在以往的RA影像研究方面主要是侧重于早期诊断[15]或者疗效评价上[16]，而在BME上的全定量研究并不多。有学者认为骨髓可能是观察RA病理变化的重要部位，而且BME 关系到软骨损伤、骨侵蚀及RA预后，甚至有些还可以影响炎症表型[2,17]。虽然引起BME 的原因有创伤、骨折、感染、血管源性、关节炎、废用或过度使用等[2,5]，但RA 的BME 在病理上有其自身的特点，RA 中磁共振所显示的BME又称为骨炎，BME在自身免疫作用下通过局部释放炎性细胞因子，使富含脂肪的骨髓被淋巴细胞和血管内聚集物所替代[18]，从而引起破骨细胞增生、软骨下骨破坏[14,19]。

本研究中RA 动物模型组治疗前的BME 区域相对于对照组T1mapping值升高，经治疗后T1mapping降低（P＜0.05），本课题组认为这跟骨髓的主要成分为水与脂肪有关，且由于骨髓中水的T1mapping值明显高于脂肪，当BME区域因存在炎性细胞浸润时，血管通透性增加，水分增多、脂肪细胞被挤占，因而导致T1mapping值升高，经治疗后炎性反应减轻，血管通透性减弱、水分减少，因此T1mapping值降低。在T2mapping值方面，模型组BME区域的T2mapping 值较对照组低，主要是由于在骨髓中水的T2mapping 值较脂肪小[20]，当合并水肿时则会导致骨髓区的T2mapping 值相对减少，因此T2mapping 值降低。同时，本研究中模型组治疗后的病理切片中也印证了其中的炎性反应变化。RAMRIS作为业界公认的RA评分系统，T1mapping值与其呈正相关关系，充分说明了T1mapping 序列具有一定的可靠性及临床价值。

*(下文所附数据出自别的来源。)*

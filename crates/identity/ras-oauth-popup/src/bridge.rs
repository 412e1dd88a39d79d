//! The callback page: turns the provider redirect into one message for the opener.

use crate::error::PopupResult;
use crate::window::CallbackWindow;
use async_trait::async_trait;
use ras_oauth_core::{OAuthMessage, TokenBundle, reason};
use std::sync::Arc;
use std::sync::atomic::{AtomicBool, Ordering};
use tracing::{error, info, warn};
use url::Url;

/// Query parameters the provider appends to the redirect URI.
#[derive(Debug, Clone, Default, PartialEq, Eq)]
pub struct CallbackQuery {
    pub code: Option<String>,
    pub state: Option<String>,
    pub error: Option<String>,
}

impl CallbackQuery {
    pub fn from_url(url: &Url) -> Self {
        let mut query = Self::default();
        for (key, value) in url.query_pairs() {
            if value.is_empty() {
                continue;
            }
            match key.as_ref() {
                "code" => query.code = Some(value.into_owned()),
                "state" => query.state = Some(value.into_owned()),
                "error" => query.error = Some(value.into_owned()),
                _ => {}
            }
        }
        query
    }

    /// Parse a bare query string such as `code=abc&state=xyz`.
    pub fn from_query(query: &str) -> Self {
        let query = query.trim_start_matches('?');
        Url::parse(&format!("http://callback.invalid/?{query}"))
            .map(|url| Self::from_url(&url))
            .unwrap_or_default()
    }
}

/// Server-side code exchange as seen from the callback page.
#[async_trait]
pub trait CodeExchangeClient: Send + Sync {
    async fn exchange(&self, code: &str, state: &str) -> PopupResult<TokenBundle>;
}

#[derive(Debug, Clone, PartialEq)]
pub enum BridgeOutcome {
    /// This page load already ran; nothing was posted.
    AlreadyProcessed,
    /// The message relayed to the opener (or that would have been, if the
    /// opener was gone).
    Posted(OAuthMessage),
}

/// Runs once per callback page load.
pub struct CallbackBridge {
    exchange: Arc<dyn CodeExchangeClient>,
    window: Arc<dyn CallbackWindow>,
    processed: AtomicBool,
}

impl CallbackBridge {
    pub fn new(exchange: Arc<dyn CodeExchangeClient>, window: Arc<dyn CallbackWindow>) -> Self {
        Self {
            exchange,
            window,
            processed: AtomicBool::new(false),
        }
    }

    /// Handle the redirect. Posts exactly one [`OAuthMessage`] to the opener
    /// and closes the window; later calls do nothing.
    pub async fn run(&self, query: &CallbackQuery) -> BridgeOutcome {
        if self.processed.swap(true, Ordering::SeqCst) {
            return BridgeOutcome::AlreadyProcessed;
        }

        let message = self.resolve(query).await;
        self.post(&message);
        self.window.close();
        BridgeOutcome::Posted(message)
    }

    async fn resolve(&self, query: &CallbackQuery) -> OAuthMessage {
        if let Some(provider_error) = &query.error {
            warn!("Provider returned an error: {}", provider_error);
            return OAuthMessage::error(provider_error.clone());
        }

        let (Some(code), Some(state)) = (&query.code, &query.state) else {
            return OAuthMessage::error(reason::MISSING_CODE_OR_STATE);
        };

        match self.exchange.exchange(code, state).await {
            Ok(bundle) => {
                info!("Code exchange succeeded");
                OAuthMessage::success(bundle)
            }
            Err(e) => {
                error!("Code exchange failed: {}", e);
                OAuthMessage::error(e.message_reason())
            }
        }
    }

    fn post(&self, message: &OAuthMessage) {
        let Some(opener) = self.window.opener() else {
            warn!("No opener to notify; closing callback window");
            return;
        };

        // Target our own origin so nothing leaks to a foreign opener.
        if let Err(e) = opener.post_message(message, &self.window.origin()) {
            error!("Failed to post message to opener: {}", e);
        }
    }
}

#[cfg(test)]
mod tests {
    use super::*;

    #[test]
    fn test_query_from_url() {
        let url = Url::parse("http://localhost:3000/auth/callback?code=abc&state=xyz").unwrap();
        let query = CallbackQuery::from_url(&url);
        assert_eq!(query.code.as_deref(), Some("abc"));
        assert_eq!(query.state.as_deref(), Some("xyz"));
        assert_eq!(query.error, None);
    }

    #[test]
    fn test_empty_values_are_absent() {
        let query = CallbackQuery::from_query("?code=&state=xyz&error=");
        assert_eq!(query.code, None);
        assert_eq!(query.state.as_deref(), Some("xyz"));
        assert_eq!(query.error, None);
    }

    #[test]
    fn test_query_decodes_values() {
        let query = CallbackQuery::from_query("error=access_denied&error_description=User+declined");
        assert_eq!(query.error.as_deref(), Some("access_denied"));
    }
}
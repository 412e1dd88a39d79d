//! Authorization request construction.

use crate::config::PopupConfig;
use rand::Rng;
use rand::distributions::Alphanumeric;
use url::Url;

const STATE_LEN: usize = 13;

/// A fresh opaque `state` value.
///
/// Not cryptographically strong: `state` only correlates the callback with
/// the attempt and is never checked against where the request came from.
pub fn generate_state() -> String {
    rand::thread_rng()
        .sample_iter(&Alphanumeric)
        .take(STATE_LEN)
        .map(char::from)
        .collect()
}

/// Parameters of one login attempt's authorize URL.
#[derive(Debug, Clone, PartialEq)]
pub struct AuthorizationRequest {
    pub client_id: String,
    pub redirect_uri: String,
    pub scopes: Vec<String>,
    pub state: String,
    pub response_type: String,
    pub response_mode: String,
    pub prompt: String,
}

impl AuthorizationRequest {
    pub fn new(config: &PopupConfig) -> Self {
        let mut scopes: Vec<String> = Vec::with_capacity(config.scopes.len());
        for scope in &config.scopes {
            if !scopes.contains(scope) {
                scopes.push(scope.clone());
            }
        }

        Self {
            client_id: config.client_id.clone(),
            redirect_uri: config.redirect_uri.clone(),
            scopes,
            state: generate_state(),
            response_type: "code".to_string(),
            response_mode: "query".to_string(),
            prompt: config.prompt.clone(),
        }
    }

    pub fn to_url(&self, authorize_endpoint: &Url) -> Url {
        let mut url = authorize_endpoint.clone();
        url.query_pairs_mut()
            .append_pair("client_id", &self.client_id)
            .append_pair("response_type", &self.response_type)
            .append_pair("redirect_uri", &self.redirect_uri)
            .append_pair("scope", &self.scopes.join(" "))
            .append_pair("response_mode", &self.response_mode)
            .append_pair("state", &self.state)
            .append_pair("prompt", &self.prompt);
        url
    }
}

#[cfg(test)]
mod tests {
    use super::*;
    use std::collections::HashMap;

    #[test]
    fn test_state_generation() {
        let first = generate_state();
        let second = generate_state();
        assert_eq!(first.len(), STATE_LEN);
        assert!(first.chars().all(|c| c.is_ascii_alphanumeric()));
        assert_ne!(first, second);
    }

    #[test]
    fn test_authorize_url_parameters() {
        let config = PopupConfig::new("test_client_id");
        let request = AuthorizationRequest::new(&config);
        let url = request.to_url(&config.authorize_endpoint().unwrap());

        assert_eq!(url.host_str(), Some("login.microsoftonline.com"));
        let params: HashMap<_, _> = url.query_pairs().into_owned().collect();
        assert_eq!(params["client_id"], "test_client_id");
        assert_eq!(params["response_type"], "code");
        assert_eq!(params["redirect_uri"], "http://localhost:3000/auth/callback");
        assert_eq!(params["scope"], "User.Read Mail.Read Calendars.Read");
        assert_eq!(params["response_mode"], "query");
        assert_eq!(params["prompt"], "select_account");
        assert_eq!(params["state"], request.state);
    }

    #[test]
    fn test_duplicate_scopes_are_collapsed() {
        let mut config = PopupConfig::new("client");
        config.scopes = vec![
            "User.Read".to_string(),
            "Mail.Read".to_string(),
            "User.Read".to_string(),
        ];
        let request = AuthorizationRequest::new(&config);
        assert_eq!(request.scopes, vec!["User.Read", "Mail.Read"]);
    }
}
//! Authorization code exchange.

use crate::config::{GatewayConfig, ProviderCredentials};
use crate::dedup::{CodeDedupStore, InMemoryCodeStore};
use crate::error::{GatewayError, GatewayResult};
use crate::identity::{CallerIdentityResolver, SessionCookieResolver};
use crate::provider::{ProviderClient, build_http_client};
use crate::sink::{HttpTokenSink, TokenSink};
use axum::http::HeaderMap;
use ras_oauth_core::{ExchangeRequest, TokenBundle};
use std::sync::Arc;
use tracing::{error, info, warn};

/// Turns an authorization code into `{accessToken, user}`.
///
/// Each code is exchanged at most once for as long as the dedup store
/// remembers it; the code is claimed before the provider is contacted, so a
/// failed exchange also consumes it.
#[derive(Clone)]
pub struct CodeExchangeGateway {
    credentials: ProviderCredentials,
    provider: ProviderClient,
    dedup: Arc<dyn CodeDedupStore>,
    sink: Arc<dyn TokenSink>,
    identity: Arc<dyn CallerIdentityResolver>,
}

impl CodeExchangeGateway {
    pub fn new(
        credentials: ProviderCredentials,
        provider: ProviderClient,
        dedup: Arc<dyn CodeDedupStore>,
        sink: Arc<dyn TokenSink>,
        identity: Arc<dyn CallerIdentityResolver>,
    ) -> Self {
        Self {
            credentials,
            provider,
            dedup,
            sink,
            identity,
        }
    }

    /// Build a gateway with the HTTP sink, cookie resolver and in-memory
    /// dedup store described by `config`.
    pub fn from_config(config: &GatewayConfig) -> GatewayResult<Self> {
        let http_client = build_http_client(config.http_timeout())?;

        let mut dedup = InMemoryCodeStore::new();
        if let Some(ttl) = config.code_ttl_seconds {
            dedup = dedup.with_ttl(ttl)?;
        }
        if let Some(capacity) = config.code_capacity {
            dedup = dedup.with_capacity(capacity);
        }

        Ok(Self::new(
            config.credentials.clone(),
            ProviderClient::new(http_client.clone(), config.endpoints.clone()),
            Arc::new(dedup),
            Arc::new(HttpTokenSink::new(http_client, &config.sink)),
            Arc::new(SessionCookieResolver::new(
                config.session_cookie_name.clone(),
                config.user_id_prefix.clone(),
            )),
        ))
    }

    pub fn with_dedup_store(mut self, dedup: Arc<dyn CodeDedupStore>) -> Self {
        self.dedup = dedup;
        self
    }

    pub fn with_sink(mut self, sink: Arc<dyn TokenSink>) -> Self {
        self.sink = sink;
        self
    }

    pub fn with_identity_resolver(mut self, identity: Arc<dyn CallerIdentityResolver>) -> Self {
        self.identity = identity;
        self
    }

    pub fn provider(&self) -> &ProviderClient {
        &self.provider
    }

    /// Exchange `request.code` for a token bundle on behalf of the caller
    /// identified by `headers`.
    pub async fn exchange(
        &self,
        request: &ExchangeRequest,
        headers: &HeaderMap,
    ) -> GatewayResult<TokenBundle> {
        if request.code.is_empty() || request.state.is_empty() {
            return Err(GatewayError::MissingParameters);
        }

        let credentials = self.credentials.resolve().map_err(|issue| {
            error!("OAuth provider misconfigured: {}", issue);
            GatewayError::Misconfigured(issue)
        })?;

        if !self.dedup.try_claim(&request.code).await? {
            warn!("Rejected authorization code that was already processed");
            return Err(GatewayError::CodeAlreadyProcessed);
        }

        info!(
            "Exchanging code for token with redirect_uri: {}",
            credentials.redirect_uri
        );

        let tokens = self
            .provider
            .exchange_code(&credentials, &request.code)
            .await?;
        let user = self.provider.fetch_user_info(&tokens.access_token).await?;

        let user_id = self.identity.resolve(headers);
        self.sink.store(&user_id, &tokens.access_token).await?;

        info!("Completed code exchange for backend user {}", user_id);

        Ok(TokenBundle {
            access_token: tokens.access_token,
            user,
        })
    }
}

而T2mapping值虽然在治疗前、后存在差异，但与RAMRIS评分无明显相关性，本课题组认为这可能跟RAMRIS 评分的滞后性和（或）与脂肪、水的T2mapping 值相差不大有关。在模型组治疗后的T1mapping、T2mapping 值与病理评分相关性分析中，2 只兔模型因意外死亡而未能获得其病理组织，故纳入病理相关分析中的模型为8 只/16 例膝，经相关分析结果提示具有相关性，本课题组认为T1mapping及T2mapping值可以定量反映骨髓中水分含量的变化，而且水肿常伴随炎症产生，因而可以间接地反映炎症变化。

本研究运用3.0T 磁共振T1mapping 及T2mapping 序列定量研究了RA 的BME 动物模型治疗过程中疗效评价的可行性，同时获取治疗后的BME病理相互验证。本研究的不足在于模型数量较少，难免会出现抽样误差，且RA 兔模型并不能完全真正地反应人类的RA。

综上，磁共振T1mapping 及T2mapping 序列可以定量评价RA 兔模型的BME，T1mapping 序列可应用于动物RA模型疗效的定量评价。